1. Specialized UN agencies are supposed to take international action for the achievement of the human rights (HR) recognized in UN covenants. With a few exceptions, most notably ILO, specialized agencies have given little attention to this mandate. Much of the spectrum of implementation falls beyond the institutional competence, expertise, and capacity of the UN-specific HR agencies, so all UN agencies are bound to take HR actions in the realm of their respective mandates.

Not a word play only at stake

2. Bear with me here:
• International ‘supervision’ of HR is not equivalent to the implementation of concrete HR-based development plans.
• Mainstreaming HR is not about coordination, but is a precondition for what the General Assembly calls ‘full HR implementation compliance’.
• Compliance-with and implementation-of HR are not the same either; implementation is to be understood as ‘efforts to administer legal action and policy directives’ towards HR.
• These efforts include developing plans, programs, projects, practices, and other HR-based initiatives and interventions; implementation includes laws, regulations, judicial and quasi-judicial decisions, policies, plans, programs, projects, practices, and other interventions that are designed to ensure the realization of HR.
• Legal implementation is likely to be necessary, but (unfortunately) not sufficient since true operational delivery of HR in communities and beyond is what is, in last instance, actually needed.
• Human rights work thus requires compliance and specific implementation activities.
• As with implementation, states may be in partial compliance –and this is not god enough.

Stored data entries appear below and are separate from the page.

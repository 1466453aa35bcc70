/// Interactive session driver
///
/// Single-threaded tick loop that is the pipeline's only producer and
/// consumer of frames. Each tick:
/// - takes one operator token (typed command first, else a key sample)
///   and dispatches it along the active state path
/// - runs the state hooks and routes pending pointer events
/// - unless playback is paused, pushes one frame and blocks for one
///   composited frame
/// - draws the state overlays and hands the result to the renderer
use crate::channel::FrameChannel;
use crate::config::SessionConfig;
use crate::console::CommandSource;
use crate::display::{PointerEvent, Renderer};
use crate::error::{Result, SessionError};
use crate::image_utils::{self, AOI_COLOR};
use crate::session::Session;
use crate::sync_cell::MarkerSnapshot;
use crate::types::{Aoi, Frame};
use crate::video::FrameSource;
use crate::vsm::{StateKind, StateTree};
use crossbeam::channel::{unbounded, Receiver};
use image::Rgb;
use std::time::{Duration, Instant};

#[derive(Debug, Clone, Copy, PartialEq, Eq)]
pub enum StopReason {
    /// The operator quit
    Quit,
    EndOfStream,
    /// A sentinel arrived on the output channel
    Sentinel,
}

#[derive(Debug, Clone, Copy, PartialEq, Eq)]
pub enum Tick {
    Continue,
    Stopped(StopReason),
}

#[derive(Debug, Clone)]
pub struct SessionSummary {
    pub reason: StopReason,
    pub frames_processed: u64,
    pub elapsed: Duration,
    pub fps: f64,
    pub aois: Vec<Aoi>,
}

type CleanupHook = Box<dyn FnOnce() + Send>;

pub struct InteractiveStateMachineBuilder {
    config: SessionConfig,
    source: Option<Box<dyn FrameSource>>,
    renderer: Option<Box<dyn Renderer>>,
    commands: Option<Box<dyn CommandSource>>,
    channels: Option<(FrameChannel, FrameChannel)>,
    markers: MarkerSnapshot,
    cleanup: Option<CleanupHook>,
    initial: StateKind,
}

impl InteractiveStateMachineBuilder {
    pub fn new(config: SessionConfig) -> Self {
        Self {
            config,
            source: None,
            renderer: None,
            commands: None,
            channels: None,
            markers: MarkerSnapshot::default(),
            cleanup: None,
            initial: StateKind::Initial,
        }
    }

    pub fn frame_source(mut self, source: impl FrameSource + 'static) -> Self {
        self.source = Some(Box::new(source));
        self
    }

    pub fn renderer(mut self, renderer: impl Renderer + 'static) -> Self {
        self.renderer = Some(Box::new(renderer));
        self
    }

    pub fn command_source(mut self, commands: impl CommandSource + 'static) -> Self {
        self.commands = Some(Box::new(commands));
        self
    }

    /// Input and output channels of the worker pool
    pub fn channels(mut self, input: FrameChannel, output: FrameChannel) -> Self {
        self.channels = Some((input, output));
        self
    }

    /// Snapshot the workers publish marker batches into
    pub fn markers(mut self, markers: MarkerSnapshot) -> Self {
        self.markers = markers;
        self
    }

    /// Runs exactly once when the session ends
    pub fn on_cleanup(mut self, cleanup: impl FnOnce() + Send + 'static) -> Self {
        self.cleanup = Some(Box::new(cleanup));
        self
    }

    pub fn initial_state(mut self, kind: StateKind) -> Self {
        self.initial = kind;
        self
    }

    pub fn build(self) -> Result<InteractiveStateMachine> {
        self.config.validate()?;
        let source = self
            .source
            .ok_or_else(|| SessionError::config("a frame source is required"))?;
        let mut renderer = self
            .renderer
            .ok_or_else(|| SessionError::config("a renderer is required"))?;
        let commands = self
            .commands
            .ok_or_else(|| SessionError::config("a command source is required"))?;
        let (input, output) = self
            .channels
            .ok_or_else(|| SessionError::config("pipeline channels are required"))?;

        let mut session = Session::new(self.markers, commands, output.clone());
        let mut tree = StateTree::new(&mut session)?;
        let root = tree.root();
        tree.enter_state(root, self.initial, &mut session)?;

        let (pointer_tx, pointer_rx) = unbounded();
        renderer.set_click_handler(Box::new(move |event| {
            let _ = pointer_tx.send(event);
        }));

        Ok(InteractiveStateMachine {
            config: self.config,
            tree,
            session,
            source,
            renderer,
            input,
            output,
            pointer_events: pointer_rx,
            cleanup: self.cleanup,
            finished: false,
            last_frame: None,
            frames_processed: 0,
            started: Instant::now(),
            announced: 0,
        })
    }
}

pub struct InteractiveStateMachine {
    config: SessionConfig,
    tree: StateTree,
    session: Session,
    source: Box<dyn FrameSource>,
    renderer: Box<dyn Renderer>,
    input: FrameChannel,
    output: FrameChannel,
    pointer_events: Receiver<PointerEvent>,
    cleanup: Option<CleanupHook>,
    finished: bool,
    last_frame: Option<Frame>,
    frames_processed: u64,
    started: Instant,
    // state entries already described to the operator
    announced: u64,
}

impl InteractiveStateMachine {
    pub fn builder(config: SessionConfig) -> InteractiveStateMachineBuilder {
        InteractiveStateMachineBuilder::new(config)
    }

    pub fn tree(&self) -> &StateTree {
        &self.tree
    }

    pub fn session(&self) -> &Session {
        &self.session
    }

    pub fn current_kind(&self) -> StateKind {
        self.tree.current_kind()
    }

    pub fn frames_processed(&self) -> u64 {
        self.frames_processed
    }

    fn is_stopping(&self) -> bool {
        self.session.is_stopping() || self.tree.current_kind().is_terminal()
    }

    fn next_token(&mut self) -> Result<Option<String>> {
        let input = self.session.input();
        if input.has_input() {
            return input.get_input().map(Some);
        }
        Ok(self.renderer.pressed_key().map(String::from))
    }

    fn announce_state(&mut self) {
        if self.tree.entries() != self.announced {
            self.announced = self.tree.entries();
            log::info!("[{}]\n{}", self.tree.current_kind(), self.tree.help());
        }
    }

    fn fps(&self) -> f64 {
        let elapsed = self.started.elapsed().as_secs_f64();
        if elapsed > 0.0 {
            self.frames_processed as f64 / elapsed
        } else {
            0.0
        }
    }

    /// One iteration of the session loop
    pub fn tick(&mut self) -> Result<Tick> {
        if let Some(token) = self.next_token()? {
            self.tree.dispatch(&token, &mut self.session)?;
        }
        if self.is_stopping() {
            return Ok(Tick::Stopped(StopReason::Quit));
        }

        self.tree.run_active(&mut self.session)?;
        if self.is_stopping() {
            return Ok(Tick::Stopped(StopReason::Quit));
        }

        while let Ok(event) = self.pointer_events.try_recv() {
            self.tree.route_pointer(event, &mut self.session)?;
        }
        self.announce_state();

        let stepping = self.session.take_step_request();
        let fresh = !self.tree.pauses_playback() || stepping || self.last_frame.is_none();
        if fresh {
            let Some(frame) = self.source.next_frame() else {
                log::info!("End of stream reached");
                return Ok(Tick::Stopped(StopReason::EndOfStream));
            };
            self.input.put(Some(frame))?;
            match self.output.get()? {
                Some(composited) => {
                    self.frames_processed += 1;
                    self.last_frame = Some(composited);
                }
                None => {
                    log::info!("Pipeline stopped");
                    return Ok(Tick::Stopped(StopReason::Sentinel));
                }
            }
        }

        self.present(fresh)?;
        Ok(Tick::Continue)
    }

    fn present(&mut self, fresh: bool) -> Result<()> {
        let Some(frame) = &self.last_frame else {
            return Ok(());
        };

        if !self.config.display {
            if fresh && self.frames_processed % self.config.progress_interval.max(1) == 0 {
                log::info!(
                    "frames processed: {}, elapsed time: {:.2}s, fps: {:.2}",
                    self.frames_processed,
                    self.started.elapsed().as_secs_f64(),
                    self.fps()
                );
            }
            return Ok(());
        }

        let mut canvas = frame.image.clone();
        for (index, aoi) in self.session.aois().iter().enumerate() {
            image_utils::draw_polygon(&mut canvas, &aoi.boundary, AOI_COLOR, 2);
            if let Some(c) = aoi.boundary.centroid() {
                let (x, y) = c.to_pixel();
                image_utils::draw_text(
                    &mut canvas,
                    &format!("A{}", index + 1),
                    x,
                    y,
                    Rgb([0, 0, 0]),
                    Some(AOI_COLOR),
                );
            }
        }
        self.tree.draw_overlays(&mut canvas);
        if self.config.draw_fps {
            image_utils::draw_fps(&mut canvas, self.fps());
        }
        self.renderer.show(&canvas)
    }

    /// Tick until a stop condition, then clean up
    pub fn run(mut self) -> Result<SessionSummary> {
        self.started = Instant::now();
        self.frames_processed = 0;

        let outcome = loop {
            match self.tick() {
                Ok(Tick::Continue) => {}
                Ok(Tick::Stopped(reason)) => break Ok(reason),
                Err(e) => break Err(e),
            }
        };
        self.finish();
        let reason = outcome?;

        let summary = SessionSummary {
            reason,
            frames_processed: self.frames_processed,
            elapsed: self.started.elapsed(),
            fps: self.fps(),
            aois: self.session.aois().iter().cloned().collect(),
        };
        log::info!(
            "Session finished ({:?}): {} frames in {:.2}s, {:.2} fps, {} AOIs",
            summary.reason,
            summary.frames_processed,
            summary.elapsed.as_secs_f64(),
            summary.fps,
            summary.aois.len()
        );
        Ok(summary)
    }

    fn finish(&mut self) {
        if self.finished {
            return;
        }
        self.finished = true;
        self.source.stop();
        self.renderer.destroy();
        if let Some(cleanup) = self.cleanup.take() {
            cleanup();
        }
    }
}

impl Drop for InteractiveStateMachine {
    fn drop(&mut self) {
        self.finish();
    }
}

The UN’s mainstreaming of human rights record is notoriously weak

3. Mainstreaming HR highlights the roles of operationalization, institutional culture, and staff internalization in HR work. But the term is often misused. From the right to health perspective, for instance, the universal periodic review of the HR Council mechanism (UPR) has historically been of limited utility, because the discussions, so far, have always focused more on civil and political rights. This, despite the fact that the HR Council is the UN’s apex political body with the specific responsibility for the promotion of all HR including their mainstreaming. To date, the UN HR Council has not done enough to discharge this responsibility. This being the case, mainstreaming has stripped HR efforts of any radical or political potential.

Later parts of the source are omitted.